Assigned task: In the entries below, count the lines that include the word "BackendOp" and reply with the number alone.

----- Input data

// Copyright (c) Microsoft Corporation.
// Licensed under the MIT License.

//! Integration tests for the `SimpleCache` facade.

use std::{
    sync::Arc,
    time::{Duration, SystemTime},
};

use keystash::{Error, ErrorKind, NAMESPACE_TAG, SimpleCache, Ttl};
use keystash_backend::{
    Backend, SaveOptions,
    testing::{BackendOp, MockBackend},
};
use keystash_memory::MemoryBackend;
use ohno::ErrorExt;
use tick::{Clock, ClockControl};

type TestResult = Result<(), Error>;

fn memory_cache<V>(clock: &Clock) -> SimpleCache<V, MemoryBackend<V>>
where
    V: Clone + Send + Sync + 'static,
{
    SimpleCache::new(MemoryBackend::new(clock.clone()), clock.clone())
}

#[test]
fn set_then_get_round_trips() -> TestResult {
    let clock = Clock::new_frozen();
    let cache = memory_cache::<String>(&clock);

    assert!(cache.set("k", "v".to_string(), Ttl::None)?);
    assert_eq!(cache.get("k", "default".to_string())?, "v");
    Ok(())
}

#[test]
fn missing_key_returns_default() -> TestResult {
    let clock = Clock::new_frozen();
    let cache = memory_cache::<i32>(&clock);

    assert_eq!(cache.get("never-written", -1)?, -1);
    Ok(())
}

#[test]
fn empty_key_is_rejected_by_every_single_key_operation() {
    let backend = MockBackend::<i32>::new();
    let cache = SimpleCache::<i32, _>::new(backend.clone(), Clock::new_frozen());

    let errors = [
        cache.get("", 0).unwrap_err(),
        cache.set("", 1, Ttl::None).unwrap_err(),
        cache.delete("").unwrap_err(),
        cache.has("").unwrap_err(),
    ];

    for error in errors {
        assert_eq!(error.kind(), ErrorKind::InvalidArgument);
        assert!(
            error.to_string().contains("Invalid key! Key should be a non-empty string."),
            "got: {error}"
        );
    }
    assert!(backend.operations().is_empty());
}

#[test]
fn entry_expires_after_ttl() -> TestResult {
    let control = ClockControl::new();
    let clock = control.to_clock();
    let cache = memory_cache::<i32>(&clock);

    cache.set("k", 7, 10_u64)?;
    control.advance(Duration::from_secs(9));
    assert_eq!(cache.get("k", 0)?, 7);

    control.advance(Duration::from_secs(1));
    assert_eq!(cache.get("k", 0)?, 0);
    assert!(!cache.has("k")?);
    Ok(())
}

#[test]
fn reads_do_not_extend_expiration() -> TestResult {
    let control = ClockControl::new();
    let clock = control.to_clock();
    let cache = memory_cache::<i32>(&clock);

    cache.set("k", 7, Duration::from_secs(10))?;
    for _ in 0..3 {
        control.advance(Duration::from_secs(3));
        assert_eq!(cache.get("k", 0)?, 7);
    }

    control.advance(Duration::from_secs(1));
    assert_eq!(cache.get("k", 0)?, 0);
    Ok(())
}

#[test]
fn absolute_ttl_in_the_past_is_immediately_absent() -> TestResult {
    let clock = Clock::new_frozen_at(SystemTime::UNIX_EPOCH + Duration::from_secs(1_000));
    let cache = memory_cache::<i32>(&clock);

    assert!(cache.set("k", 1, SystemTime::UNIX_EPOCH)?);
    assert_eq!(cache.get("k", 0)?, 0);
    Ok(())
}

#[test]
fn clear_only_removes_namespaced_entries() -> TestResult {
    let clock = Clock::new_frozen();
    let backend = Arc::new(MemoryBackend::<i32>::new(clock.clone()));
    let cache = SimpleCache::<i32, _>::new(Arc::clone(&backend), clock);

    cache.set("mine", 1, Ttl::None)?;
    backend
        .save("theirs", 2, &SaveOptions::new().with_tag("other.component"))
        .unwrap();

    assert!(cache.clear());

    assert_eq!(cache.get("mine", 0)?, 0);
    assert_eq!(backend.load("theirs").unwrap(), Some(2));
    Ok(())
}

#[test]
fn get_multiple_fills_missing_keys_with_default() -> TestResult {
    let clock = Clock::new_frozen();
    let cache = memory_cache::<&'static str>(&clock);
    cache.set("k2", "stored", Ttl::None)?;

    let values = cache.get_multiple(["k1", "k2", "k3"], "D")?;

    assert_eq!(values.len(), 3);
    assert_eq!(values["k1"], "D");
    assert_eq!(values["k2"], "stored");
    assert_eq!(values["k3"], "D");
    Ok(())
}

#[test]
fn get_multiple_fails_on_backend_error() {
    let backend = MockBackend::<i32>::new();
    backend.fail_when(|op| matches!(op, BackendOp::BulkLoad(_)));
    let cache = SimpleCache::<i32, _>::new(backend, Clock::new_frozen());

    let error = cache.get_multiple(["a"], 0).unwrap_err();
    assert_eq!(error.kind(), ErrorKind::CacheOperation);
    assert!(error.find_source::<keystash_backend::Error>().is_some());
}

#[test]
fn set_multiple_is_not_rolled_back() -> TestResult {
    let backend = MockBackend::<i32>::new();
    backend.fail_when(|op| matches!(op, BackendOp::Save { key, .. } if key == "b"));
    let cache = SimpleCache::<i32, _>::new(backend.clone(), Clock::new_frozen());

    assert!(!cache.set_multiple([("a", 1), ("b", 2), ("c", 3)], Duration::from_secs(60))?);

    assert_eq!(cache.get("a", 0)?, 1);
    assert!(!backend.contains_key("b"));
    assert!(!backend.contains_key("c"));
    Ok(())
}

#[test]
fn set_multiple_accepts_owned_keys() -> TestResult {
    let clock = Clock::new_frozen();
    let cache = memory_cache::<u32>(&clock);

    let pairs = (0..5_u32).map(|i| (format!("key-{i}"), i));
    assert!(cache.set_multiple(pairs, Ttl::None)?);

    let values = cache.get_multiple((0..5).map(|i| format!("key-{i}")), 99)?;
    assert_eq!(values.len(), 5);
    assert_eq!(values["key-3"], 3);
    Ok(())
}

#[test]
fn delete_multiple_removes_each_key() -> TestResult {
    let clock = Clock::new_frozen();
    let cache = memory_cache::<i32>(&clock);
    cache.set_multiple([("a", 1), ("b", 2), ("c", 3)], Ttl::None)?;

    assert!(cache.delete_multiple(["a", "c", "never-written"])?);

    assert!(!cache.has("a")?);
    assert!(cache.has("b")?);
    assert!(!cache.has("c")?);
    Ok(())
}

#[test]
fn unrepresentable_ttl_is_invalid() {
    let clock = Clock::new_frozen();
    let cache = memory_cache::<i32>(&clock);

    let error = cache.set("k", 1, Duration::MAX).unwrap_err();

    assert_eq!(error.kind(), ErrorKind::CacheOperation);
    assert!(error.to_string().contains("Invalid TTL!"), "got: {error}");
    assert!(!error.is_backend());
}

#[test]
fn has_agrees_with_get() -> TestResult {
    let control = ClockControl::new();
    let clock = control.to_clock();
    let cache = memory_cache::<i32>(&clock);
    cache.set("short", 1, 5_u64)?;
    cache.set("long", 2, Ttl::None)?;

    for step in 0..3 {
        for key in ["short", "long", "absent"] {
            let present = cache.get(key, i32::MIN)? != i32::MIN;
            assert_eq!(cache.has(key)?, present, "key {key} at step {step}");
        }
        control.advance(Duration::from_secs(3));
    }
    Ok(())
}

#[test]
fn write_failures_are_reported_as_false() -> TestResult {
    let backend = MockBackend::<i32>::new();
    backend.fail_when(|op| !matches!(op, BackendOp::Load(_)));
    let cache = SimpleCache::<i32, _>::new(backend, Clock::new_frozen());

    assert!(!cache.set("k", 1, Ttl::None)?);
    assert!(!cache.delete("k")?);
    assert!(!cache.clear());
    Ok(())
}

#[test]
fn read_failures_propagate_with_backend_source() {
    let backend = MockBackend::<i32>::new();
    backend.fail_when(|op| matches!(op, BackendOp::Load(_)));
    let cache = SimpleCache::<i32, _>::new(backend, Clock::new_frozen());

    for error in [cache.get("k", 0).unwrap_err(), cache.has("k").unwrap_err()] {
        assert_eq!(error.kind(), ErrorKind::CacheOperation);
        assert!(error.is_backend());
    }
}

#[test]
fn writes_carry_namespace_tag_and_fixed_expiration() -> TestResult {
    let clock = Clock::new_frozen();
    let backend = MockBackend::<i32>::new();
    let cache = SimpleCache::<i32, _>::new(backend.clone(), clock.clone());

    cache.set("k", 1, Duration::from_secs(30))?;

    let options = backend.options_for("k").expect("entry should be saved");
    assert!(options.tags().contains(NAMESPACE_TAG));
    assert!(!options.is_sliding());
    assert_eq!(
        options.expiration().deadline(),
        Some(clock.system_time() + Duration::from_secs(30))
    );
    Ok(())
}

----------

Task response: 5